// Tests for the drag state machine: moves, drag-out deletion and cancellation.
use chrono::{DateTime, Duration, TimeZone, Utc};
use kanblock::gesture::{
    CardBounds, DragState, DropRegion, GestureController, GestureOutcome, ReleaseTarget,
    resolve_before,
};
use kanblock::model::{ItemId, Stage, parse, serialize};
use kanblock::store::ItemStore;

fn t0() -> DateTime<Utc> {
    Utc.with_ymd_and_hms(2026, 1, 1, 12, 0, 0).unwrap()
}

fn ms(n: i64) -> Duration {
    Duration::milliseconds(n)
}

fn setup() -> (ItemStore, Vec<ItemId>, GestureController) {
    let store = ItemStore::from(parse("- [ ] a\n- [ ] b\n- [x] c\n- [x] d"));
    let ids = store.items().iter().map(|i| i.id.clone()).collect();
    (store, ids, GestureController::new(ms(1000)))
}

fn column(stage: Stage, ids: &[&ItemId]) -> DropRegion {
    DropRegion {
        stage,
        cards: ids
            .iter()
            .enumerate()
            .map(|(n, id)| CardBounds {
                id: (*id).clone(),
                top: n as f64 * 40.0,
                height: 40.0,
            })
            .collect(),
    }
}

#[test]
fn test_drag_out_past_delay_deletes() {
    let (mut store, ids, mut gestures) = setup();
    assert!(gestures.pick_up(ids[0].clone(), t0()));
    gestures.leave_regions(t0());
    assert!(!gestures.is_delete_armed(t0() + ms(999)));
    assert!(gestures.is_delete_armed(t0() + ms(1000)));

    let outcome = gestures.release(&mut store, ReleaseTarget::Outside, t0() + ms(1500));
    assert_eq!(
        outcome,
        GestureOutcome::Deleted {
            item: ids[0].clone()
        }
    );
    assert!(outcome.changed_sequence());
    assert!(!store.contains(&ids[0]));
    assert_eq!(gestures.state(), &DragState::Idle);
}

#[test]
fn test_release_outside_exactly_at_delay_deletes() {
    let (mut store, ids, mut gestures) = setup();
    gestures.pick_up(ids[1].clone(), t0());
    gestures.leave_regions(t0());
    let outcome = gestures.release(&mut store, ReleaseTarget::Outside, t0() + ms(1000));
    assert!(matches!(outcome, GestureOutcome::Deleted { .. }));
    assert_eq!(store.len(), 3);
}

#[test]
fn test_early_release_outside_cancels() {
    let (mut store, ids, mut gestures) = setup();
    gestures.pick_up(ids[0].clone(), t0());
    gestures.leave_regions(t0());

    let outcome = gestures.release(&mut store, ReleaseTarget::Outside, t0() + ms(500));
    assert_eq!(
        outcome,
        GestureOutcome::Cancelled {
            item: ids[0].clone()
        }
    );
    assert!(!outcome.changed_sequence());
    assert_eq!(serialize(store.items()), "- [ ] a\n- [ ] b\n- [x] c\n- [x] d");
    assert!(!gestures.is_dragging());
}

#[test]
fn test_reentering_resets_outside_timer() {
    let (mut store, ids, mut gestures) = setup();
    gestures.pick_up(ids[0].clone(), t0());
    gestures.leave_regions(t0());
    gestures.enter_region();
    assert!(matches!(gestures.state(), DragState::Dragging { .. }));

    gestures.leave_regions(t0() + ms(900));
    // A second leave while outside keeps the first exit time
    gestures.leave_regions(t0() + ms(1400));

    let outcome = gestures.release(&mut store, ReleaseTarget::Outside, t0() + ms(1500));
    assert!(matches!(outcome, GestureOutcome::Cancelled { .. }));
    assert_eq!(store.len(), 4);
}

#[test]
fn test_drop_between_cards_moves_before_next() {
    let (mut store, ids, mut gestures) = setup();
    let done = column(Stage::Done, &[&ids[2], &ids[3]]);

    gestures.pick_up(ids[0].clone(), t0());
    // Midpoints are 20 and 60; 50 is below c's and above d's
    let outcome = gestures.release(
        &mut store,
        ReleaseTarget::Region {
            region: &done,
            pointer_y: 50.0,
        },
        t0() + ms(200),
    );
    assert_eq!(
        outcome,
        GestureOutcome::Moved {
            item: ids[0].clone(),
            stage: Stage::Done,
            before: Some(ids[3].clone()),
        }
    );
    assert_eq!(serialize(store.items()), "- [ ] b\n- [x] c\n- [x] a\n- [x] d");
}

#[test]
fn test_drop_below_all_cards_appends() {
    let (mut store, ids, mut gestures) = setup();
    let todo = column(Stage::Todo, &[&ids[0], &ids[1]]);

    gestures.pick_up(ids[3].clone(), t0());
    gestures.release(
        &mut store,
        ReleaseTarget::Region {
            region: &todo,
            pointer_y: 500.0,
        },
        t0(),
    );
    assert_eq!(serialize(store.items()), "- [ ] a\n- [ ] b\n- [ ] d\n- [x] c");
}

#[test]
fn test_release_in_region_ignores_outside_timer() {
    let (mut store, ids, mut gestures) = setup();
    let todo = column(Stage::Todo, &[&ids[0], &ids[1]]);

    gestures.pick_up(ids[2].clone(), t0());
    gestures.leave_regions(t0());
    let outcome = gestures.release(
        &mut store,
        ReleaseTarget::Region {
            region: &todo,
            pointer_y: 0.0,
        },
        t0() + ms(5000),
    );
    assert!(matches!(outcome, GestureOutcome::Moved { .. }));
    assert_eq!(store.items()[0].id, ids[2]);
}

#[test]
fn test_resolve_before_skips_dragged_card() {
    let (_, ids, _) = setup();
    let col = column(Stage::Todo, &[&ids[0], &ids[1]]);
    assert_eq!(
        resolve_before(&col.cards, 10.0, Some(&ids[0])),
        Some(ids[1].clone())
    );
    assert_eq!(resolve_before(&col.cards, 10.0, None), Some(ids[0].clone()));
    assert_eq!(resolve_before(&col.cards, 80.0, None), None);
    assert_eq!(resolve_before(&[], 0.0, None), None);
}

#[test]
fn test_release_without_drag_is_ignored() {
    let (mut store, _, mut gestures) = setup();
    let outcome = gestures.release(&mut store, ReleaseTarget::Outside, t0());
    assert_eq!(outcome, GestureOutcome::Ignored);
    assert_eq!(store.len(), 4);
}

#[test]
fn test_second_pick_up_is_refused() {
    let (_, ids, mut gestures) = setup();
    assert!(gestures.pick_up(ids[0].clone(), t0()));
    assert!(!gestures.pick_up(ids[1].clone(), t0()));
    assert_eq!(gestures.state().item(), Some(&ids[0]));
}

#[test]
fn test_item_removed_mid_drag_cancels() {
    let (mut store, ids, mut gestures) = setup();
    let todo = column(Stage::Todo, &[&ids[1]]);
    gestures.pick_up(ids[0].clone(), t0());
    store.remove(&ids[0]);

    let outcome = gestures.release(
        &mut store,
        ReleaseTarget::Region {
            region: &todo,
            pointer_y: 0.0,
        },
        t0(),
    );
    assert!(matches!(outcome, GestureOutcome::Cancelled { .. }));
    assert_eq!(store.len(), 3);
}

================================

§ WHAT NEEDS TO BE DONE
The entries above must be repeated word for word.

§ SOLUTION
// Tests for the drag state machine: moves, drag-out deletion and cancellation.
use chrono::{DateTime, Duration, TimeZone, Utc};
use kanblock::gesture::{
    CardBounds, DragState, DropRegion, GestureController, GestureOutcome, ReleaseTarget,
    resolve_before,
};
use kanblock::model::{ItemId, Stage, parse, serialize};
use kanblock::store::ItemStore;

fn t0() -> DateTime<Utc> {
    Utc.with_ymd_and_hms(2026, 1, 1, 12, 0, 0).unwrap()
}

fn ms(n: i64) -> Duration {
    Duration::milliseconds(n)
}

fn setup() -> (ItemStore, Vec<ItemId>, GestureController) {
    let store = ItemStore::from(parse("- [ ] a\n- [ ] b\n- [x] c\n- [x] d"));
    let ids = store.items().iter().map(|i| i.id.clone()).collect();
    (store, ids, GestureController::new(ms(1000)))
}

fn column(stage: Stage, ids: &[&ItemId]) -> DropRegion {
    DropRegion {
        stage,
        cards: ids
            .iter()
            .enumerate()
            .map(|(n, id)| CardBounds {
                id: (*id).clone(),
                top: n as f64 * 40.0,
                height: 40.0,
            })
            .collect(),
    }
}

#[test]
fn test_drag_out_past_delay_deletes() {
    let (mut store, ids, mut gestures) = setup();
    assert!(gestures.pick_up(ids[0].clone(), t0()));
    gestures.leave_regions(t0());
    assert!(!gestures.is_delete_armed(t0() + ms(999)));
    assert!(gestures.is_delete_armed(t0() + ms(1000)));

    let outcome = gestures.release(&mut store, ReleaseTarget::Outside, t0() + ms(1500));
    assert_eq!(
        outcome,
        GestureOutcome::Deleted {
            item: ids[0].clone()
        }
    );
    assert!(outcome.changed_sequence());
    assert!(!store.contains(&ids[0]));
    assert_eq!(gestures.state(), &DragState::Idle);
}

#[test]
fn test_release_outside_exactly_at_delay_deletes() {
    let (mut store, ids, mut gestures) = setup();
    gestures.pick_up(ids[1].clone(), t0());
    gestures.leave_regions(t0());
    let outcome = gestures.release(&mut store, ReleaseTarget::Outside, t0() + ms(1000));
    assert!(matches!(outcome, GestureOutcome::Deleted { .. }));
    assert_eq!(store.len(), 3);
}

#[test]
fn test_early_release_outside_cancels() {
    let (mut store, ids, mut gestures) = setup();
    gestures.pick_up(ids[0].clone(), t0());
    gestures.leave_regions(t0());

    let outcome = gestures.release(&mut store, ReleaseTarget::Outside, t0() + ms(500));
    assert_eq!(
        outcome,
        GestureOutcome::Cancelled {
            item: ids[0].clone()
        }
    );
    assert!(!outcome.changed_sequence());
    assert_eq!(serialize(store.items()), "- [ ] a\n- [ ] b\n- [x] c\n- [x] d");
    assert!(!gestures.is_dragging());
}

#[test]
fn test_reentering_resets_outside_timer() {
    let (mut store, ids, mut gestures) = setup();
    gestures.pick_up(ids[0].clone(), t0());
    gestures.leave_regions(t0());
    gestures.enter_region();
    assert!(matches!(gestures.state(), DragState::Dragging { .. }));

    gestures.leave_regions(t0() + ms(900));
    // A second leave while outside keeps the first exit time
    gestures.leave_regions(t0() + ms(1400));

    let outcome = gestures.release(&mut store, ReleaseTarget::Outside, t0() + ms(1500));
    assert!(matches!(outcome, GestureOutcome::Cancelled { .. }));
    assert_eq!(store.len(), 4);
}

#[test]
fn test_drop_between_cards_moves_before_next() {
    let (mut store, ids, mut gestures) = setup();
    let done = column(Stage::Done, &[&ids[2], &ids[3]]);

    gestures.pick_up(ids[0].clone(), t0());
    // Midpoints are 20 and 60; 50 is below c's and above d's
    let outcome = gestures.release(
        &mut store,
        ReleaseTarget::Region {
            region: &done,
            pointer_y: 50.0,
        },
        t0() + ms(200),
    );
    assert_eq!(
        outcome,
        GestureOutcome::Moved {
            item: ids[0].clone(),
            stage: Stage::Done,
            before: Some(ids[3].clone()),
        }
    );
    assert_eq!(serialize(store.items()), "- [ ] b\n- [x] c\n- [x] a\n- [x] d");
}

#[test]
fn test_drop_below_all_cards_appends() {
    let (mut store, ids, mut gestures) = setup();
    let todo = column(Stage::Todo, &[&ids[0], &ids[1]]);

    gestures.pick_up(ids[3].clone(), t0());
    gestures.release(
        &mut store,
        ReleaseTarget::Region {
            region: &todo,
            pointer_y: 500.0,
        },
        t0(),
    );
    assert_eq!(serialize(store.items()), "- [ ] a\n- [ ] b\n- [ ] d\n- [x] c");
}

#[test]
fn test_release_in_region_ignores_outside_timer() {
    let (mut store, ids, mut gestures) = setup();
    let todo = column(Stage::Todo, &[&ids[0], &ids[1]]);

    gestures.pick_up(ids[2].clone(), t0());
    gestures.leave_regions(t0());
    let outcome = gestures.release(
        &mut store,
        ReleaseTarget::Region {
            region: &todo,
            pointer_y: 0.0,
        },
        t0() + ms(5000),
    );
    assert!(matches!(outcome, GestureOutcome::Moved { .. }));
    assert_eq!(store.items()[0].id, ids[2]);
}

#[test]
fn test_resolve_before_skips_dragged_card() {
    let (_, ids, _) = setup();
    let col = column(Stage::Todo, &[&ids[0], &ids[1]]);
    assert_eq!(
        resolve_before(&col.cards, 10.0, Some(&ids[0])),
        Some(ids[1].clone())
    );
    assert_eq!(resolve_before(&col.cards, 10.0, None), Some(ids[0].clone()));
    assert_eq!(resolve_before(&col.cards, 80.0, None), None);
    assert_eq!(resolve_before(&[], 0.0, None), None);
}

#[test]
fn test_release_without_drag_is_ignored() {
    let (mut store, _, mut gestures) = setup();
    let outcome = gestures.release(&mut store, ReleaseTarget::Outside, t0());
    assert_eq!(outcome, GestureOutcome::Ignored);
    assert_eq!(store.len(), 4);
}

#[test]
fn test_second_pick_up_is_refused() {
    let (_, ids, mut gestures) = setup();
    assert!(gestures.pick_up(ids[0].clone(), t0()));
    assert!(!gestures.pick_up(ids[1].clone(), t0()));
    assert_eq!(gestures.state().item(), Some(&ids[0]));
}

#[test]
fn test_item_removed_mid_drag_cancels() {
    let (mut store, ids, mut gestures) = setup();
    let todo = column(Stage::Todo, &[&ids[1]]);
    gestures.pick_up(ids[0].clone(), t0());
    store.remove(&ids[0]);

    let outcome = gestures.release(
        &mut store,
        ReleaseTarget::Region {
            region: &todo,
            pointer_y: 0.0,
        },
        t0(),
    );
    assert!(matches!(outcome, GestureOutcome::Cancelled { .. }));
    assert_eq!(store.len(), 3);
}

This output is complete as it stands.